Parabéns, muito bacana o seu blog. Sobre a postagem, permita-me algumas observações:
1º) Apenas a título de curiosidade, Simonal e Michael Jackson faleceram no mesmo dia e mês, com 9 anos de diferença.
2º) No outro post, você comentou que Simonal teve contratos publicitários cancelados por falta de seriedade. Corrija-me se estiver enganada, creio que tomou por base a entrevista de Raphael Viviani (ex-funcionário do cantor) para o documentário. Se for isso, saiba que NÃO É VERDADE, Viviani deu várias declarações que divergem dos autos e essa é uma delas (a propósito, corrigindo a sua informação, ele não era contador, era escriturário – chefe do escritório da Simonal Produções). Ele afirmou, por exemplo, que o contrato com a Shell foi rompido devido à irresponsabilidade de Simonal, quando na verdade foi cumprido e, inclusive, estendido. Eis o que diz Reinaldo Filardi, vice-presidente da Shell do Brasil:
"[...] em todos os compromissos ele nunca faltou, nunca foi relapso, nunca foi de bebedeira [...] sempre foi corretíssimo com a companhia e na sua prestação de serviços [...] tanto que, ainda no primeiro semestre, o contrato foi estendido até março de 1971."

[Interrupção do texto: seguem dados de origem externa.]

//! Group-aware k-fold partitioning.
//!
//! Groups are packed greedily, largest first, into whichever fold currently
//! holds the fewest rows. Whole groups move together, so no group is ever
//! split between two test sets. The greedy packing approximately balances
//! fold sizes; it does not search for the globally best balance.

use std::collections::BTreeMap;

use crate::error::{DepthFoldError, Result};

/// Default number of folds.
pub const DEFAULT_N_SPLITS: usize = 5;

// ---------------------------------------------------------------------------
// Partition
// ---------------------------------------------------------------------------

/// Output of [`GroupKFold::split`]: the fold holding each row in its test set.
#[derive(Debug, Clone, PartialEq, Eq)]
pub struct Partition {
    n_splits: usize,
    fold_of_row: Vec<usize>,
    groups_per_fold: Vec<usize>,
}

impl Partition {
    pub fn n_splits(&self) -> usize {
        self.n_splits
    }

    /// Fold id per row, each in `0..n_splits`.
    pub fn fold_of_row(&self) -> &[usize] {
        &self.fold_of_row
    }

    /// Number of distinct groups assigned to each fold.
    pub fn groups_per_fold(&self) -> &[usize] {
        &self.groups_per_fold
    }

    /// Test-set size per fold.
    pub fn fold_sizes(&self) -> Vec<usize> {
        let mut sizes = vec![0; self.n_splits];
        for &fold in &self.fold_of_row {
            sizes[fold] += 1;
        }
        sizes
    }

    /// Ascending row indices of fold `fold`'s test set.
    pub fn test_indices(&self, fold: usize) -> Vec<usize> {
        self.fold_of_row
            .iter()
            .enumerate()
            .filter(|&(_, &f)| f == fold)
            .map(|(i, _)| i)
            .collect()
    }

    /// Ascending row indices of fold `fold`'s train set: every other row.
    pub fn train_indices(&self, fold: usize) -> Vec<usize> {
        self.fold_of_row
            .iter()
            .enumerate()
            .filter(|&(_, &f)| f != fold)
            .map(|(i, _)| i)
            .collect()
    }
}

// ---------------------------------------------------------------------------
// GroupKFold
// ---------------------------------------------------------------------------

/// k-fold splitter that keeps every group inside a single test fold.
#[derive(Debug, Clone, Copy, PartialEq, Eq)]
pub struct GroupKFold {
    n_splits: usize,
}

impl GroupKFold {
    /// Create a splitter; at least 2 folds are required.
    pub fn new(n_splits: usize) -> Result<Self> {
        if n_splits < 2 {
            return Err(DepthFoldError::Configuration(format!(
                "number of folds must be at least 2, got {n_splits}"
            )));
        }
        Ok(GroupKFold { n_splits })
    }

    /// Partition rows by their group keys.
    ///
    /// Groups are visited by descending size, ties broken by ascending key,
    /// and each goes to the fold with the fewest rows so far (lowest id on
    /// ties). The result depends only on `keys` and the fold count.
    pub fn split<K: Ord>(&self, keys: &[K]) -> Result<Partition> {
        if keys.is_empty() {
            return Err(DepthFoldError::Configuration(
                "cannot split an empty dataset".to_string(),
            ));
        }

        let mut groups: BTreeMap<&K, Vec<usize>> = BTreeMap::new();
        for (row, key) in keys.iter().enumerate() {
            groups.entry(key).or_default().push(row);
        }
        if groups.len() < self.n_splits {
            return Err(DepthFoldError::Configuration(format!(
                "cannot split {} distinct groups into {} folds",
                groups.len(),
                self.n_splits
            )));
        }

        // BTreeMap iteration is ascending by key; the stable sort keeps that
        // order among groups of equal size.
        let mut ordered: Vec<Vec<usize>> = groups.into_values().collect();
        ordered.sort_by(|a, b| b.len().cmp(&a.len()));

        let mut totals = vec![0usize; self.n_splits];
        let mut groups_per_fold = vec![0usize; self.n_splits];
        let mut fold_of_row = vec![0usize; keys.len()];

        for rows in &ordered {
            let fold = lightest_fold(&totals);
            totals[fold] += rows.len();
            groups_per_fold[fold] += 1;
            for &row in rows {
                fold_of_row[row] = fold;
            }
            log::debug!("group of {} rows -> fold {fold}", rows.len());
        }

        Ok(Partition {
            n_splits: self.n_splits,
            fold_of_row,
            groups_per_fold,
        })
    }
}

/// Index of the smallest running total, lowest index on ties.
fn lightest_fold(totals: &[usize]) -> usize {
    totals
        .iter()
        .enumerate()
        .min_by_key(|&(fold, &total)| (total, fold))
        .map_or(0, |(fold, _)| fold)
}

#[cfg(test)]
mod tests {
    use super::*;
    use crate::data::model::CellValue;

    fn keys(raw: &[&str]) -> Vec<String> {
        raw.iter().map(|s| s.to_string()).collect()
    }

    #[test]
    fn largest_group_goes_first() {
        let keys = keys(&["a", "a", "b", "b", "b", "c"]);
        let partition = GroupKFold::new(3).unwrap().split(&keys).unwrap();
        // b (3 rows) -> fold 0, a (2 rows) -> fold 1, c (1 row) -> fold 2.
        assert_eq!(partition.fold_of_row(), &[1, 1, 0, 0, 0, 2]);
        assert_eq!(partition.test_indices(0), vec![2, 3, 4]);
        assert_eq!(partition.train_indices(0), vec![0, 1, 5]);
        assert_eq!(partition.groups_per_fold(), &[1, 1, 1]);
    }

    #[test]
    fn equal_sizes_break_ties_by_key() {
        let keys = keys(&["z", "y", "x", "z", "y", "x"]);
        let partition = GroupKFold::new(3).unwrap().split(&keys).unwrap();
        // x, y, z in key order to folds 0, 1, 2.
        assert_eq!(partition.fold_of_row(), &[2, 1, 0, 2, 1, 0]);
    }

    #[test]
    fn later_groups_fill_the_lightest_fold() {
        // Sizes: a=4, b=3, c=2, d=2, e=1.
        let keys = keys(&["a", "a", "a", "a", "b", "b", "b", "c", "c", "d", "d", "e"]);
        let partition = GroupKFold::new(2).unwrap().split(&keys).unwrap();
        // a->0 (4), b->1 (3), c->1 (5), d->0 (6), e->1 (6).
        assert_eq!(partition.fold_sizes(), vec![6, 6]);
        assert_eq!(partition.test_indices(0), vec![0, 1, 2, 3, 9, 10]);
        assert_eq!(partition.test_indices(1), vec![4, 5, 6, 7, 8, 11]);
    }

    #[test]
    fn missing_keys_form_one_group() {
        let keys = vec![None, Some("a"), None, Some("b"), Some("a"), None];
        let partition = GroupKFold::new(2).unwrap().split(&keys).unwrap();
        let fold = partition.fold_of_row()[0];
        assert_eq!(partition.fold_of_row()[2], fold);
        assert_eq!(partition.fold_of_row()[5], fold);
    }

    #[test]
    fn signed_zero_keys_share_a_group() {
        let keys = vec![
            CellValue::Float(0.0),
            CellValue::Float(-0.0),
            CellValue::Float(1.0),
            CellValue::Float(-0.0),
        ];
        let partition = GroupKFold::new(2).unwrap().split(&keys).unwrap();
        assert_eq!(partition.fold_of_row(), &[0, 0, 1, 0]);
        assert!(GroupKFold::new(3).unwrap().split(&keys).is_err());
    }

    #[test]
    fn too_few_groups_is_a_configuration_error() {
        let keys = keys(&["a", "b", "c", "a"]);
        let err = GroupKFold::new(5).unwrap().split(&keys).unwrap_err();
        assert!(matches!(err, DepthFoldError::Configuration(_)));
    }

    #[test]
    fn fewer_than_two_folds_is_rejected() {
        assert!(GroupKFold::new(0).is_err());
        assert!(GroupKFold::new(1).is_err());
        assert!(GroupKFold::new(2).is_ok());
    }

    #[test]
    fn empty_input_is_rejected() {
        let keys: Vec<String> = Vec::new();
        assert!(GroupKFold::new(2).unwrap().split(&keys).is_err());
    }

    #[test]
    fn split_is_deterministic() {
        let keys: Vec<String> = (0..200).map(|i| format!("g{}", (i * 7) % 23)).collect();
        let splitter = GroupKFold::new(5).unwrap();
        let first = splitter.split(&keys).unwrap();
        let second = splitter.split(&keys).unwrap();
        assert_eq!(first, second);
    }
}
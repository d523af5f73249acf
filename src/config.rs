//! Run settings for the two pipeline steps, with the tool's defaults.

use std::path::{Path, PathBuf};

use crate::folds::DEFAULT_N_SPLITS;

/// Name of the label column written by interval annotation.
pub const INTERVAL_COLUMN: &str = "interval";

/// Name of the per-row fold column in the auxiliary table.
pub const FOLD_COLUMN: &str = "fold";

/// Settings for adding the interval column.
#[derive(Debug, Clone, PartialEq)]
pub struct IntervalConfig {
    pub depth_col: String,
    /// JSON list of `[start, end]` pairs replacing the default table.
    pub intervals_json: Option<PathBuf>,
}

impl Default for IntervalConfig {
    fn default() -> Self {
        IntervalConfig {
            depth_col: "Depth".to_string(),
            intervals_json: None,
        }
    }
}

/// Settings for fold generation.
#[derive(Debug, Clone, PartialEq)]
pub struct FoldConfig {
    pub group_col: String,
    /// Used for stable row order within a group, and for binning with `from_depth`.
    pub depth_col: String,
    /// Excluded from spectral columns, otherwise unused.
    pub target_col: String,
    pub n_splits: usize,
    /// Derive the group column from `depth_col` instead of reading it.
    pub from_depth: bool,
    pub intervals_json: Option<PathBuf>,
    /// Remove rows without a group key before partitioning.
    pub drop_unlabeled: bool,
}

impl Default for FoldConfig {
    fn default() -> Self {
        FoldConfig {
            group_col: INTERVAL_COLUMN.to_string(),
            depth_col: "depth".to_string(),
            target_col: "totalREE".to_string(),
            n_splits: DEFAULT_N_SPLITS,
            from_depth: false,
            intervals_json: None,
            drop_unlabeled: false,
        }
    }
}

impl FoldConfig {
    /// Interval file to bin with. Only `from_depth` bins, so without it the
    /// file is never read.
    pub fn intervals_path(&self) -> Option<&Path> {
        if self.from_depth {
            self.intervals_json.as_deref()
        } else {
            None
        }
    }
}

/// Default annotated-table path: `cores.csv` → `cores_interval.csv`.
pub fn default_interval_output(input: &Path) -> PathBuf {
    let text = input.to_string_lossy();
    let stem = if text.to_ascii_lowercase().ends_with(".csv") {
        &text[..text.len() - 4]
    } else {
        &text[..]
    };
    PathBuf::from(format!("{stem}_interval.csv"))
}

/// Auxiliary per-row fold table written next to the fold JSON.
pub fn aux_folds_path(out: &Path) -> PathBuf {
    out.with_extension("aux_folds.csv")
}
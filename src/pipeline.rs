//! The two processing steps over an in-memory table: interval annotation
//! and fold generation. File I/O stays with the caller.

use std::collections::BTreeMap;

use crate::binning::{DepthBinner, IntervalTable};
use crate::config::{FOLD_COLUMN, FoldConfig, INTERVAL_COLUMN};
use crate::data::filter::{labeled_indices, spectral_columns};
use crate::data::model::{CellValue, Dataset};
use crate::error::Result;
use crate::folds::{FoldReport, GroupKFold, GroupSource, stable_order};

// ---------------------------------------------------------------------------
// Interval annotation
// ---------------------------------------------------------------------------

/// Add or overwrite the `interval` column from the depth column.
pub fn annotate_intervals(
    dataset: &mut Dataset,
    depth_col: &str,
    table: &IntervalTable,
) -> Result<()> {
    let labels = DepthBinner::new(table).label_column(dataset, depth_col)?;
    dataset.set_column(INTERVAL_COLUMN, labels)
}

/// Row count per interval label, sorted by label, with unlabelled rows
/// (`None`) last.
pub fn interval_counts(dataset: &Dataset) -> Result<Vec<(Option<String>, usize)>> {
    let idx = dataset.resolve_column(INTERVAL_COLUMN)?;
    let mut counts: BTreeMap<String, usize> = BTreeMap::new();
    let mut missing = 0;
    for cell in dataset.column(idx) {
        if cell.is_missing() {
            missing += 1;
        } else {
            *counts.entry(cell.to_string()).or_default() += 1;
        }
    }
    let mut summary: Vec<(Option<String>, usize)> =
        counts.into_iter().map(|(label, n)| (Some(label), n)).collect();
    if missing > 0 {
        summary.push((None, missing));
    }
    Ok(summary)
}

/// Text table of the first `limit` entries of [`interval_counts`], one
/// `label count` line each under a header.
pub fn format_interval_counts(counts: &[(Option<String>, usize)], limit: usize) -> String {
    let mut text = format!("Interval counts (first {limit} shown):");
    for (label, n) in counts.iter().take(limit) {
        text.push_str(&format!("\n{:<16} {n}", label.as_deref().unwrap_or("<none>")));
    }
    text
}

// ---------------------------------------------------------------------------
// Fold generation
// ---------------------------------------------------------------------------

/// Result of fold generation.
#[derive(Debug, Clone)]
pub struct FoldRun {
    /// Input rows in partition order, with a trailing `fold` column.
    pub table: Dataset,
    /// Fold index lists; indices refer to rows of `table`.
    pub report: FoldReport,
    /// Names of the numeric-named spectral columns found.
    pub spectral_columns: Vec<String>,
}

/// Sort rows by group and depth, then split them into group-aware folds.
pub fn make_folds(
    mut dataset: Dataset,
    config: &FoldConfig,
    table: &IntervalTable,
) -> Result<FoldRun> {
    let source = if config.from_depth {
        GroupSource::Intervals {
            depth_col: config.depth_col.clone(),
            table: table.clone(),
        }
    } else {
        GroupSource::Column(config.group_col.clone())
    };
    let mut keys = source.keys(&dataset)?;
    if config.from_depth {
        dataset.set_column(&config.group_col, keys.clone())?;
    }

    if config.drop_unlabeled {
        let keep = labeled_indices(&keys);
        let dropped = keys.len() - keep.len();
        if dropped > 0 {
            log::warn!("dropping {dropped} rows without a group key");
        }
        dataset = dataset.reordered(&keep);
        keys = keep.iter().map(|&i| keys[i].clone()).collect();
    }

    let depth_idx = dataset.find_column(&config.depth_col);
    let depths: Option<Vec<CellValue>> =
        depth_idx.map(|idx| dataset.column(idx).cloned().collect());
    let order = stable_order(&keys, depths.as_deref());
    let dataset = dataset.reordered(&order);
    let keys: Vec<CellValue> = order.iter().map(|&i| keys[i].clone()).collect();

    let spectral = find_spectral_columns(&dataset, config, depth_idx);
    if spectral.is_empty() {
        log::warn!("no numeric-named spectral columns detected; proceeding with groups only");
    } else {
        log::info!("{} spectral columns detected", spectral.len());
    }

    let splitter = GroupKFold::new(config.n_splits)?;
    let partition = splitter.split(&keys)?;
    let report = FoldReport::from(&partition);
    report.verify(&keys)?;

    for (fold, (size, groups)) in partition
        .fold_sizes()
        .iter()
        .zip(partition.groups_per_fold())
        .enumerate()
    {
        log::info!("fold {fold}: {size} test rows from {groups} groups");
    }

    let mut table_out = dataset;
    let fold_cells = report
        .fold_ids
        .iter()
        .map(|&f| CellValue::Integer(f as i64))
        .collect();
    table_out.set_column(FOLD_COLUMN, fold_cells)?;

    Ok(FoldRun {
        table: table_out,
        report,
        spectral_columns: spectral,
    })
}

fn find_spectral_columns(
    dataset: &Dataset,
    config: &FoldConfig,
    depth_idx: Option<usize>,
) -> Vec<String> {
    let group_idx = dataset.find_column(&config.group_col);
    let mut excluded: Vec<&str> = vec![
        config.group_col.as_str(),
        config.depth_col.as_str(),
        config.target_col.as_str(),
    ];
    for idx in [group_idx, depth_idx].into_iter().flatten() {
        excluded.push(dataset.column_names[idx].as_str());
    }
    spectral_columns(dataset, &excluded)
        .into_iter()
        .map(str::to_string)
        .collect()
}

#[cfg(test)]
mod tests {
    use super::*;

    fn s(v: &str) -> CellValue {
        CellValue::String(v.to_string())
    }

    fn cores() -> Dataset {
        let depths = [6.2, 7.4, 6.1, 9.5, 7.0, 8.5, 6.9, 200.0];
        Dataset::new(
            vec!["Depth".into(), "400".into(), "totalREE".into()],
            depths
                .iter()
                .enumerate()
                .map(|(i, &d)| {
                    vec![
                        CellValue::Float(d),
                        CellValue::Float(0.1 * i as f64),
                        CellValue::Integer(i as i64),
                    ]
                })
                .collect(),
        )
    }

    fn small_table() -> IntervalTable {
        IntervalTable::from_pairs(&[(6.0, 7.0), (7.0, 8.0), (8.0, 10.0)])
    }

    #[test]
    fn annotate_adds_interval_labels() {
        let mut ds = cores();
        annotate_intervals(&mut ds, "depth", &small_table()).unwrap();
        let idx = ds.resolve_column("interval").unwrap();
        let labels: Vec<CellValue> = ds.column(idx).cloned().collect();
        assert_eq!(
            labels,
            vec![
                s("6-7"),
                s("7-8"),
                s("6-7"),
                s("8-10"),
                s("7-8"),
                s("8-10"),
                s("6-7"),
                CellValue::Null,
            ]
        );
        let counts = interval_counts(&ds).unwrap();
        assert_eq!(
            counts,
            vec![
                (Some("6-7".to_string()), 3),
                (Some("7-8".to_string()), 2),
                (Some("8-10".to_string()), 2),
                (None, 1),
            ]
        );
    }

    #[test]
    fn interval_summary_is_capped() {
        let counts: Vec<(Option<String>, usize)> =
            (0..25).map(|i| (Some(format!("{i:02}-{}", i + 1)), i + 1)).collect();
        let text = format_interval_counts(&counts, 20);
        let lines: Vec<&str> = text.lines().collect();
        assert_eq!(lines.len(), 21);
        assert_eq!(lines[0], "Interval counts (first 20 shown):");
        assert_eq!(lines[1], "00-1             1");
        assert_eq!(lines[20], "19-20            20");
    }

    #[test]
    fn interval_summary_names_unlabelled_rows() {
        let mut ds = cores();
        annotate_intervals(&mut ds, "Depth", &small_table()).unwrap();
        let text = format_interval_counts(&interval_counts(&ds).unwrap(), 20);
        assert_eq!(text.lines().count(), 5);
        assert_eq!(text.lines().last(), Some("<none>           1"));
    }

    #[test]
    fn folds_from_depth_sort_and_partition() {
        let config = FoldConfig {
            depth_col: "Depth".into(),
            n_splits: 3,
            from_depth: true,
            ..FoldConfig::default()
        };
        let run = make_folds(cores(), &config, &small_table()).unwrap();

        // Sorted: 6-7 (6.1, 6.2, 6.9), 7-8 (7.0, 7.4), 8-10 (8.5, 9.5), missing (200).
        let depth: Vec<CellValue> = run.table.column(0).cloned().collect();
        assert_eq!(
            depth,
            [6.1, 6.2, 6.9, 7.0, 7.4, 8.5, 9.5, 200.0].map(CellValue::Float).to_vec()
        );
        // 6-7 (3) -> 0, 7-8 (2) -> 1, 8-10 (2) -> 2, missing (1) -> 1.
        assert_eq!(run.report.fold_ids, vec![0, 0, 0, 1, 1, 2, 2, 1]);
        assert_eq!(run.report.folds[1].test, vec![3, 4, 7]);
        assert_eq!(run.spectral_columns, vec!["400"]);
        let fold_idx = run.table.resolve_column("fold").unwrap();
        assert_eq!(run.table.rows[7][fold_idx], CellValue::Integer(1));
    }

    #[test]
    fn drop_unlabeled_removes_missing_groups() {
        let config = FoldConfig {
            depth_col: "Depth".into(),
            n_splits: 3,
            from_depth: true,
            drop_unlabeled: true,
            ..FoldConfig::default()
        };
        let run = make_folds(cores(), &config, &small_table()).unwrap();
        assert_eq!(run.table.len(), 7);
        assert_eq!(run.report.fold_ids, vec![0, 0, 0, 1, 1, 2, 2]);
    }

    #[test]
    fn missing_group_column_is_reported() {
        let err = make_folds(cores(), &FoldConfig::default(), &small_table()).unwrap_err();
        assert!(matches!(err, crate::error::DepthFoldError::MissingColumn { .. }));
    }

    #[test]
    fn more_folds_than_groups_is_rejected() {
        let config = FoldConfig {
            depth_col: "Depth".into(),
            from_depth: true,
            ..FoldConfig::default()
        };
        let err = make_folds(cores(), &config, &small_table()).unwrap_err();
        assert!(matches!(err, crate::error::DepthFoldError::Configuration(_)));
    }
}
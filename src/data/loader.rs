use std::path::Path;
use std::sync::Arc;

use anyhow::{Context, Result, bail};
use arrow::array::{
    Array, AsArray, BooleanArray, Float32Array, Float64Array, Int32Array, Int64Array,
};
use arrow::datatypes::DataType;
use arrow::util::display::{ArrayFormatter, FormatOptions};
use parquet::arrow::arrow_reader::ParquetRecordBatchReaderBuilder;
use serde_json::Value as JsonValue;

use super::model::{CellValue, Dataset};

// ---------------------------------------------------------------------------
// Public entry-point
// ---------------------------------------------------------------------------

/// Load a table from a file.  Dispatch by extension.
///
/// Supported formats:
/// * `.csv`     – header row with column names, one sample per line
/// * `.json`    – `[{ "Depth": 6.5, "400": 0.12, ... }, ...]`
/// * `.parquet` – flat scalar columns, as written by Pandas or Polars
pub fn load_file(path: &Path) -> Result<Dataset> {
    let ext = path
        .extension()
        .and_then(|e| e.to_str())
        .unwrap_or("")
        .to_ascii_lowercase();

    let dataset = match ext.as_str() {
        "csv" => load_csv(path),
        "json" => load_json(path),
        "parquet" | "pq" => load_parquet(path),
        other => bail!("Unsupported file extension: .{other}"),
    }?;

    log::info!(
        "loaded {} rows x {} columns from {}",
        dataset.len(),
        dataset.column_names.len(),
        path.display()
    );
    Ok(dataset)
}

// ---------------------------------------------------------------------------
// CSV loader
// ---------------------------------------------------------------------------

/// CSV layout: header row with column names; every other row is one sample.
/// Cell types are guessed per field.
pub fn load_csv(path: &Path) -> Result<Dataset> {
    let reader = csv::Reader::from_path(path)
        .with_context(|| format!("opening CSV {}", path.display()))?;
    read_csv(reader)
}

/// Parse CSV from any reader, e.g. an in-memory buffer.
pub fn read_csv<R: std::io::Read>(mut reader: csv::Reader<R>) -> Result<Dataset> {
    let headers: Vec<String> = reader
        .headers()
        .context("reading CSV headers")?
        .iter()
        .map(|h| h.to_string())
        .collect();

    let mut rows = Vec::new();

    for (row_no, result) in reader.records().enumerate() {
        let record = result.with_context(|| format!("CSV row {row_no}"))?;
        if record.len() != headers.len() {
            bail!(
                "CSV row {row_no}: expected {} fields but found {}",
                headers.len(),
                record.len()
            );
        }
        rows.push(record.iter().map(guess_cell_type).collect());
    }

    Ok(Dataset::new(headers, rows))
}

fn guess_cell_type(s: &str) -> CellValue {
    if s.is_empty() {
        return CellValue::Null;
    }
    if let Ok(i) = s.parse::<i64>() {
        return CellValue::Integer(i);
    }
    if let Ok(f) = s.parse::<f64>() {
        return CellValue::Float(f);
    }
    match s {
        "true" | "True" => CellValue::Bool(true),
        "false" | "False" => CellValue::Bool(false),
        _ => CellValue::String(s.to_string()),
    }
}

// ---------------------------------------------------------------------------
// JSON loader
// ---------------------------------------------------------------------------

/// Expected JSON schema (records-oriented, the default `df.to_json(orient='records')`):
///
/// ```json
/// [
///   { "Depth": 6.5, "400": 0.12, "totalREE": 153.2 },
///   ...
/// ]
/// ```
///
/// Columns are the union of all record keys in first-seen order; absent keys
/// become nulls.
fn load_json(path: &Path) -> Result<Dataset> {
    let text = std::fs::read_to_string(path).context("reading JSON file")?;
    let root: JsonValue = serde_json::from_str(&text).context("parsing JSON")?;

    let records = root
        .as_array()
        .context("Expected top-level JSON array")?;

    let mut column_names: Vec<String> = Vec::new();
    for (i, rec) in records.iter().enumerate() {
        let obj = rec
            .as_object()
            .with_context(|| format!("Row {i} is not a JSON object"))?;
        for key in obj.keys() {
            if !column_names.contains(key) {
                column_names.push(key.clone());
            }
        }
    }

    let rows = records
        .iter()
        .filter_map(|rec| rec.as_object())
        .map(|obj| {
            column_names
                .iter()
                .map(|col| obj.get(col).map_or(CellValue::Null, json_to_cell))
                .collect()
        })
        .collect();

    Ok(Dataset::new(column_names, rows))
}

fn json_to_cell(val: &JsonValue) -> CellValue {
    match val {
        JsonValue::String(s) => CellValue::String(s.clone()),
        JsonValue::Number(n) => {
            if let Some(i) = n.as_i64() {
                CellValue::Integer(i)
            } else if let Some(f) = n.as_f64() {
                CellValue::Float(f)
            } else {
                CellValue::String(n.to_string())
            }
        }
        JsonValue::Bool(b) => CellValue::Bool(*b),
        JsonValue::Null => CellValue::Null,
        other => CellValue::String(other.to_string()),
    }
}

// ---------------------------------------------------------------------------
// Parquet loader
// ---------------------------------------------------------------------------

/// Load a Parquet file with flat scalar columns.
///
/// Strings, integers, floats and booleans map onto their [`CellValue`]
/// counterparts; any other Arrow type is rendered to text.
fn load_parquet(path: &Path) -> Result<Dataset> {
    let file = std::fs::File::open(path).context("opening parquet file")?;
    let builder = ParquetRecordBatchReaderBuilder::try_new(file)
        .context("reading parquet metadata")?;
    let column_names: Vec<String> = builder
        .schema()
        .fields()
        .iter()
        .map(|f| f.name().clone())
        .collect();
    let reader = builder.build().context("building parquet reader")?;

    let mut rows = Vec::new();

    for batch_result in reader {
        let batch = batch_result.context("reading parquet record batch")?;

        for row in 0..batch.num_rows() {
            let cells = batch
                .columns()
                .iter()
                .map(|col| extract_cell(col, row))
                .collect::<Result<Vec<_>>>()
                .with_context(|| format!("Row {row}: failed to read cells"))?;
            rows.push(cells);
        }
    }

    Ok(Dataset::new(column_names, rows))
}

// -- Parquet / Arrow helpers --

/// Extract a single cell from an Arrow column at a given row.
fn extract_cell(col: &Arc<dyn Array>, row: usize) -> Result<CellValue> {
    if col.is_null(row) {
        return Ok(CellValue::Null);
    }
    let cell = match col.data_type() {
        DataType::Utf8 => CellValue::String(col.as_string::<i32>().value(row).to_string()),
        DataType::LargeUtf8 => CellValue::String(col.as_string::<i64>().value(row).to_string()),
        DataType::Int32 => {
            let arr = downcast::<Int32Array>(col)?;
            CellValue::Integer(arr.value(row) as i64)
        }
        DataType::Int64 => CellValue::Integer(downcast::<Int64Array>(col)?.value(row)),
        DataType::Float32 => {
            let arr = downcast::<Float32Array>(col)?;
            CellValue::Float(arr.value(row) as f64)
        }
        DataType::Float64 => CellValue::Float(downcast::<Float64Array>(col)?.value(row)),
        DataType::Boolean => CellValue::Bool(downcast::<BooleanArray>(col)?.value(row)),
        _ => {
            let formatter = ArrayFormatter::try_new(col.as_ref(), &FormatOptions::default())
                .context("formatting arrow value")?;
            CellValue::String(formatter.value(row).to_string())
        }
    };
    Ok(cell)
}

fn downcast<T: 'static>(col: &Arc<dyn Array>) -> Result<&T> {
    col.as_any()
        .downcast_ref::<T>()
        .with_context(|| format!("unexpected array layout for {:?}", col.data_type()))
}
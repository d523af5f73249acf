use super::table::{Interval, IntervalTable};
use crate::data::model::{CellValue, Dataset};
use crate::error::Result;

/// Maps depths onto the labels of an [`IntervalTable`].
///
/// Every interval but the last is half-open, `start <= depth < end`; the last
/// is closed, `start <= depth <= end`, so the deepest sample still lands in a
/// bin. A depth on a shared boundary belongs to the interval starting there.
#[derive(Debug, Clone, Copy)]
pub struct DepthBinner<'a> {
    table: &'a IntervalTable,
}

impl<'a> DepthBinner<'a> {
    pub fn new(table: &'a IntervalTable) -> Self {
        DepthBinner { table }
    }

    /// First interval containing `depth`, scanning in table order.
    pub fn locate(&self, depth: f64) -> Option<&'a Interval> {
        let intervals = self.table.intervals();
        let last = intervals.len().checked_sub(1)?;
        intervals.iter().enumerate().find_map(|(i, iv)| {
            let inside = if i < last {
                iv.start <= depth && depth < iv.end
            } else {
                iv.start <= depth && depth <= iv.end
            };
            inside.then_some(iv)
        })
    }

    /// Label for a depth, or `None` when it is missing or outside every interval.
    pub fn label_for(&self, depth: Option<f64>) -> Option<&'a str> {
        depth.and_then(|d| self.locate(d)).map(Interval::label)
    }

    /// Label for a table cell; non-numeric cells have no label.
    pub fn label_for_cell(&self, cell: &CellValue) -> Option<&'a str> {
        self.label_for(cell.as_f64())
    }

    /// Interval label per row of the named depth column, as group-key cells.
    pub fn label_column(&self, dataset: &Dataset, depth_col: &str) -> Result<Vec<CellValue>> {
        let idx = dataset.resolve_column(depth_col)?;
        let labels: Vec<CellValue> = dataset
            .column(idx)
            .map(|cell| CellValue::from(self.label_for_cell(cell).map(str::to_string)))
            .collect();

        let unlabeled = labels.iter().filter(|c| c.is_missing()).count();
        if unlabeled > 0 {
            log::warn!(
                "{unlabeled} of {} rows have no interval for column '{}'",
                labels.len(),
                dataset.column_names[idx]
            );
        }
        Ok(labels)
    }
}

Fonte: Biografia "Nem vem que não tem - A vida e o veneno de Wilson Simonal" (Ricardo Alexandre – Ed.Globo - página 155).
3º) Respeito a sua opinião, porém, reduzir a genialidade de Simonal à performance das apresentações televisivas é, no mínimo, desconhecer a sua trajetória artística. Que fique claro: não estou contestando a qualidade de Michael Jackson (não sou louca!, o cara era simplesmente um gênio!), mas, você há de convir que a sua análise ficou um tantinho sem nexo. Ou seja, se é pra falar do staff e fazer comparações, o correto seria citar e explorar ambos os lados. Por exemplo, você não acha relevantes as opiniões do Sabá, ou do Cesar Camargo Mariano, ou mesmo do Zuza Homem de Mello quando exaltam o profissionalismo e a competência de Simonal nos bastidores?
Não sei se estou me fazendo entender, portanto, gostaria de recomendar-lhe a leitura do livro do Ricardo Alexandre. Vale muito a pena, entre outras coisas, porque apresenta fatos importantíssimos sobre a carreira de Simonal e, principalmente, desvenda com muita seriedade os mitos em torno da figura deste grande artista.
Abração e boas festas!
Meire, obrigado pela dica. Sua contribuição enriquece o blog. Tudo que sei sobre Simonal está em "Ninguém sabe o duro que dei". Lá fala-se em cancelamento de contrato publicitário. Não posso contestar a informação por não ter outra referência, posso duvidar, ok - como posso duvidar da versão oposta.
É certo que a vida pessoal e profissional de WS e MJ é repleta de capítulos obscuros. O que fica depois de assistir aos documentários são IMPRESSÕES. E é sobre impressões (e não sobre certezas) que reflito. Não me lembro dos depoimentos que exaltam o profissionalismo de Simonal nos bastidores. O que você me traz de informação certamente atualiza minha percepção e - o que é melhor - fomenta o debate. Eu ainda acho que faltou inteligência emocional ao Simonal na condução de todo o imbróglio. A fama lhe subiu à cabeça (o q acontece com muitos, é verdade) e ele tinha uma certa marra (isto não é o Viviani que diz, é o Toni Tornado e outros). Marra que no fim serviu mais para prejudicá-lo do que para alavancá-lo.
Essa "presunção" não aparece em Michael Jackson, EM "THIS IS IT"! - vale repetir, estou comparando IMPRESSÕES PESSOAIS, tomando como base os dois documentários.
Bem-vinda ao blog. Bom Natal e ótimo Ano Novo.